Proof-of-Replication proves that a Storage Miner is dedicating unique storage for each sector. The miners collect new client's data in a sector, run a slow encoding process (called Seal
) and generate proof (SealProof
) that the encoding was generated correctly.
PoRep provides two guarantees:
- Space-hardness: Storage Miners cannot lie about the amount of space they are dedicating to CESS Network to gain more power.
- Replication: Storage Miners are dedicating unique storage for each copy of their client's data.
The Proof-of-Replication uses Stacked DRG (SDR) designed by Ben Fisch at EUROCRYPT19. SDR uses Depth Robust Graph to ensure the sector has been encoded with a slow and non-parallelizable sequential process.

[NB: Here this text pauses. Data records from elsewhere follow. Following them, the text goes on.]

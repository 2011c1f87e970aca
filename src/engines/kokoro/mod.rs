//! Kokoro-82M backend.
//!
//! Loads Kokoro ONNX models from sub-directories of a models root and speaks
//! with one of the bundled voice styles. Kokoro has no voice cloning; a
//! cloning variant is rejected at load time.
//!
//! # System Requirements
//!
//! **espeak-ng** must be installed on your system:
//! - **Linux**: `sudo apt-get install espeak-ng`
//! - **macOS**: `brew install espeak-ng`
//! - **Windows**: Download installer from <https://espeak-ng.org/download>
//!
//! # Model Directory Layout
//!
//! ```text
//! models/
//! └── kokoro-v1.0/                        # model identifier
//!     ├── kokoro-quant-convinteger.onnx   # preferred, else the first .onnx file
//!     ├── voices-v1.0.bin                 # voice styles (.npz)
//!     └── config.json                     # optional phoneme vocabulary
//! ```
//!
//! Without `config.json` the built-in Kokoro v1.0 vocabulary is used.
//!
//! The config's `companion` names the voice (`af_heart` when unset). The
//! two-letter voice prefix picks the espeak-ng language, e.g. `bf_emma`
//! speaks British English.
//!
//! # Example
//!
//! ```rust,no_run
//! use std::sync::Arc;
//! use shared_tts::{engines::kokoro::KokoroBackend, ModelConfigBuilder, VoiceService};
//!
//! let backend = Arc::new(KokoroBackend::new("models"));
//! let config = ModelConfigBuilder::default()
//!     .model_identifier("kokoro-v1.0")
//!     .companion("bf_emma")
//!     .build()?;
//! let service = VoiceService::new(backend, config);
//! let audio = service.synthesize(&["Hello from British Emma!"])?;
//! println!("{} samples at {}Hz", audio.samples.len(), audio.sample_rate);
//! # Ok::<(), Box<dyn std::error::Error>>(())
//! ```

pub mod engine;
pub mod model;
pub mod phonemizer;
pub mod vocab;
pub mod voices;

pub use engine::{KokoroBackend, KokoroModelParams};
pub use model::{KokoroError, KokoroModel};
pub use phonemizer::EspeakConfig;
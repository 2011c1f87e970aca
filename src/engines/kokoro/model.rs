use std::collections::HashMap;
use std::path::{Path, PathBuf};

use ndarray::Array2;
use ort::execution_providers::CPUExecutionProvider;
use ort::inputs;
use ort::session::builder::GraphOptimizationLevel;
use ort::session::Session;
use ort::value::TensorRef;

use crate::engines::{BackendError, CloneTarget, SpeechModel};

use super::engine::KokoroModelParams;
use super::phonemizer::{phonemize, voice_lang, EspeakConfig};
use super::vocab::{vocab_for_dir, BOUNDARY_MARKS};
use super::voices::{VoiceStore, STYLE_DIM};

/// Maximum number of phoneme tokens per inference window (before padding).
pub const MAX_PHONEME_LEN: usize = 510;

/// Output sample rate from the Kokoro model.
pub const SAMPLE_RATE: u32 = 24000;

const PREFERRED_ONNX_FILE: &str = "kokoro-quant-convinteger.onnx";
const VOICES_FILE: &str = "voices-v1.0.bin";

#[derive(thiserror::Error, Debug)]
pub enum KokoroError {
    #[error("ONNX runtime error: {0}")]
    Ort(#[from] ort::Error),
    #[error("I/O error: {0}")]
    Io(#[from] std::io::Error),
    #[error("Array shape error: {0}")]
    Shape(#[from] ndarray::ShapeError),
    #[error(
        "espeak-ng not found. Install: Linux: `sudo apt-get install espeak-ng`, \
         macOS: `brew install espeak-ng`, Windows: https://espeak-ng.org/download"
    )]
    EspeakNotFound,
    #[error("Phonemization failed: {0}")]
    PhonemizerFailed(String),
    #[error("Voice '{0}' not found in the voice archive")]
    VoiceNotFound(String),
    #[error("No .onnx file found in {0}")]
    ModelFileMissing(PathBuf),
    #[error("Invalid config.json: {0}")]
    Config(String),
    #[error("Failed to parse voice file: {0}")]
    VoiceParse(String),
    #[error("Kokoro does not support voice cloning")]
    CloningUnsupported,
}

/// A loaded Kokoro ONNX session bound to one voice.
pub struct KokoroModel {
    session: Session,
    voices: VoiceStore,
    vocab: HashMap<char, i64>,
    /// Token IDs of punctuation preferred as window boundaries.
    boundary_ids: Vec<i64>,
    voice: String,
    lang: &'static str,
    speed: f32,
    espeak: EspeakConfig,
    /// "input_ids" or "tokens", depending on the export.
    tokens_input: String,
    speed_is_int32: bool,
    produced_audio: bool,
}

impl KokoroModel {
    /// Load a model directory, failing early if `voice` is not in its archive.
    pub fn load(
        model_dir: &Path,
        voice: &str,
        params: &KokoroModelParams,
        espeak: EspeakConfig,
    ) -> Result<Self, KokoroError> {
        let onnx_path = find_onnx_file(model_dir)?;
        log::info!("Loading Kokoro model from {}", onnx_path.display());
        let session = init_session(&onnx_path, params.num_threads)?;

        let tokens_input = session
            .inputs()
            .iter()
            .map(|input| input.name())
            .find(|name| *name == "input_ids" || *name == "tokens")
            .unwrap_or("input_ids")
            .to_string();
        let speed_is_int32 = session
            .inputs()
            .iter()
            .find(|input| input.name() == "speed")
            .map(|input| format!("{:?}", input.dtype()).to_lowercase().contains("int32"))
            .unwrap_or(true);
        log::debug!("Detected tokens_input='{tokens_input}', speed_is_int32={speed_is_int32}");

        let voices = VoiceStore::load(&model_dir.join(VOICES_FILE))?;
        if !voices.contains(voice) {
            return Err(KokoroError::VoiceNotFound(voice.to_string()));
        }
        let vocab = vocab_for_dir(model_dir)?;
        let boundary_ids = BOUNDARY_MARKS
            .iter()
            .filter_map(|mark| vocab.get(mark).copied())
            .collect();

        Ok(Self {
            session,
            voices,
            vocab,
            boundary_ids,
            voice: voice.to_string(),
            lang: voice_lang(voice),
            speed: params.speed,
            espeak,
            tokens_input,
            speed_is_int32,
            produced_audio: false,
        })
    }

    pub fn voice(&self) -> &str {
        &self.voice
    }

    /// List all available voice names.
    pub fn list_voices(&self) -> Vec<&str> {
        self.voices.list_voices()
    }

    fn run_window(
        &mut self,
        tokens: &[i64],
        style: &[f32; STYLE_DIM],
    ) -> Result<Vec<f32>, KokoroError> {
        // [[0, t1..tN, 0]]
        let mut padded = Vec::with_capacity(tokens.len() + 2);
        padded.push(0);
        padded.extend_from_slice(tokens);
        padded.push(0);
        let tokens_arr = Array2::from_shape_vec((1, padded.len()), padded)?;
        let style_view = ndarray::ArrayView2::from_shape((1, STYLE_DIM), style.as_slice())?;

        let output = if self.speed_is_int32 {
            let speed_arr = ndarray::arr1(&[self.speed.round() as i32]);
            let inputs = inputs![
                self.tokens_input.as_str() => TensorRef::from_array_view(tokens_arr.view())?,
                "style" => TensorRef::from_array_view(style_view)?,
                "speed" => TensorRef::from_array_view(speed_arr.view())?,
            ];
            self.session.run(inputs)?
        } else {
            let speed_arr = ndarray::arr1(&[self.speed]);
            let inputs = inputs![
                self.tokens_input.as_str() => TensorRef::from_array_view(tokens_arr.view())?,
                "style" => TensorRef::from_array_view(style_view)?,
                "speed" => TensorRef::from_array_view(speed_arr.view())?,
            ];
            self.session.run(inputs)?
        };

        let (_, waveform) = output
            .iter()
            .next()
            .ok_or_else(|| KokoroError::Ort(ort::Error::new("No output from model")))?;
        let waveform = waveform.try_extract_array::<f32>()?;
        Ok(waveform.iter().copied().collect())
    }
}

impl SpeechModel for KokoroModel {
    fn synthesize(
        &mut self,
        text: &str,
        clone: Option<CloneTarget<'_>>,
    ) -> Result<Vec<f32>, BackendError> {
        if clone.is_some() {
            return Err(KokoroError::CloningUnsupported.into());
        }

        let ids = phonemize(text, self.lang, &self.vocab, &self.espeak)?;
        if ids.is_empty() {
            log::warn!("No phoneme tokens produced for text: {text:?}");
            return Ok(Vec::new());
        }

        // One style index for the whole segment keeps prosody stable across windows.
        let style = self.voices.get_style(&self.voice, ids.len())?;
        let mut samples = Vec::with_capacity(ids.len() * 300);
        let windows = split_windows(&ids, &self.boundary_ids, MAX_PHONEME_LEN);
        if windows.len() > 1 {
            log::debug!(
                "{} phoneme tokens exceed {MAX_PHONEME_LEN}, split into {} windows",
                ids.len(),
                windows.len()
            );
        }
        for window in windows {
            samples.extend(self.run_window(window, &style)?);
        }

        self.produced_audio = true;
        Ok(samples)
    }

    fn sample_rate(&self) -> Option<u32> {
        self.produced_audio.then_some(SAMPLE_RATE)
    }
}

pub(crate) fn has_onnx_file(dir: &Path) -> bool {
    find_onnx_file(dir).is_ok()
}

/// Prefers `kokoro-quant-convinteger.onnx`, then the first `.onnx` file by name.
fn find_onnx_file(model_dir: &Path) -> Result<PathBuf, KokoroError> {
    let preferred = model_dir.join(PREFERRED_ONNX_FILE);
    if preferred.exists() {
        return Ok(preferred);
    }

    let mut candidates: Vec<PathBuf> = std::fs::read_dir(model_dir)
        .map_err(|_| KokoroError::ModelFileMissing(model_dir.to_path_buf()))?
        .filter_map(Result::ok)
        .map(|entry| entry.path())
        .filter(|path| path.extension().and_then(|e| e.to_str()) == Some("onnx"))
        .collect();
    candidates.sort();
    candidates
        .into_iter()
        .next()
        .ok_or_else(|| KokoroError::ModelFileMissing(model_dir.to_path_buf()))
}

fn init_session(onnx_path: &Path, num_threads: Option<usize>) -> Result<Session, KokoroError> {
    let mut builder = Session::builder()?
        .with_optimization_level(GraphOptimizationLevel::Level3)?
        .with_execution_providers(vec![CPUExecutionProvider::default().build()])?
        .with_parallel_execution(true)?;

    if let Some(threads) = num_threads {
        builder = builder
            .with_intra_threads(threads)?
            .with_inter_threads(threads)?;
    }

    Ok(builder.commit_from_file(onnx_path)?)
}

/// Split `ids` into windows of at most `max_len` tokens, ending each window
/// just after its last boundary token when there is one.
fn split_windows<'a>(ids: &'a [i64], boundary_ids: &[i64], max_len: usize) -> Vec<&'a [i64]> {
    let mut windows = Vec::new();
    let mut rest = ids;
    while rest.len() > max_len {
        let cut = rest[..max_len]
            .iter()
            .rposition(|id| boundary_ids.contains(id))
            .map_or(max_len, |i| i + 1);
        let (window, tail) = rest.split_at(cut);
        windows.push(window);
        rest = tail;
    }
    if !rest.is_empty() {
        windows.push(rest);
    }
    windows
}
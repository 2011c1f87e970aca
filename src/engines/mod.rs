//! Speech synthesis backends.
//!
//! A [`ModelBackend`] knows how to build a model; the [`ModelLoader`](crate::loader::ModelLoader)
//! decides when. Backends never cache instances themselves.
//!
//! # Available Engines
//!
//! Enable engines via Cargo features:
//! - `kokoro` - Kokoro TTS (ONNX format, espeak-ng required)
//!
//! Other backends (a cloning-capable voice, a remote service) plug in by
//! implementing the two traits below.

#[cfg(feature = "kokoro")]
pub mod kokoro;

use std::path::Path;

use crate::config::ModelVariant;

/// Error type returned by backends.
pub type BackendError = Box<dyn std::error::Error + Send + Sync>;

/// Reference voice a cloning-capable model should imitate.
#[derive(Debug, Clone, Copy, PartialEq, Eq)]
pub struct CloneTarget<'a> {
    pub reference: &'a Path,
    pub language: &'a str,
}

/// One loaded, ready-to-run model instance.
pub trait SpeechModel: Send {
    /// Generate samples for one segment of text.
    ///
    /// `clone` is set only for models built from a [`ModelVariant::Cloning`].
    fn synthesize(
        &mut self,
        text: &str,
        clone: Option<CloneTarget<'_>>,
    ) -> Result<Vec<f32>, BackendError>;

    /// Output sample rate. Some backends only know it after producing audio.
    fn sample_rate(&self) -> Option<u32>;
}

/// Factory for [`SpeechModel`]s.
pub trait ModelBackend: Send + Sync {
    /// Human-readable backend name.
    fn name(&self) -> &str;

    /// Construct a model. May block for a long time (downloads, graph optimization).
    fn load(&self, variant: &ModelVariant) -> Result<Box<dyn SpeechModel>, BackendError>;

    /// Identifiers this backend can load, if it can enumerate them.
    fn available_models(&self) -> Vec<String> {
        Vec::new()
    }
}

The proof size in SDR is too large to store it in blockchain this is mostly due to the large amount of Merkle tree proofs required to achieve security. SDR verification algorithm is built using an arithmetic circuit and uses SNARKs to prove that SDR proof was evaluated correctly.
PoRep Circuit
Overview of entire PoRep Circuit
Credits to Star LI
StackedCircuit
StackedCircuit is the over all circuit of PoRep, defined in proof.rs
pub struct StackedCircuit<'a, Tree: 'static + MerkleTreeTrait, G: 'static + Hasher> {
public_params: <StackedDrg<'a, Tree, G> as ProofScheme<'a>>::PublicParams,
replica_id: Option<<Tree::Hasher as Hasher>::Domain>,
comm_d: Option<G::Domain>,
comm_r: Option<<Tree::Hasher as Hasher>::Domain>,
comm_r_last: Option<<Tree::Hasher as Hasher>::Domain>,
comm_c: Option<<Tree::Hasher as Hasher>::Domain>,
// one proof per challenge
proofs: Vec<Proof<Tree, G>>,
}
This includes
- public_params: StackedDrg (deep robust graph) related parameters, including the parameters of the graph itself and the number of challenges.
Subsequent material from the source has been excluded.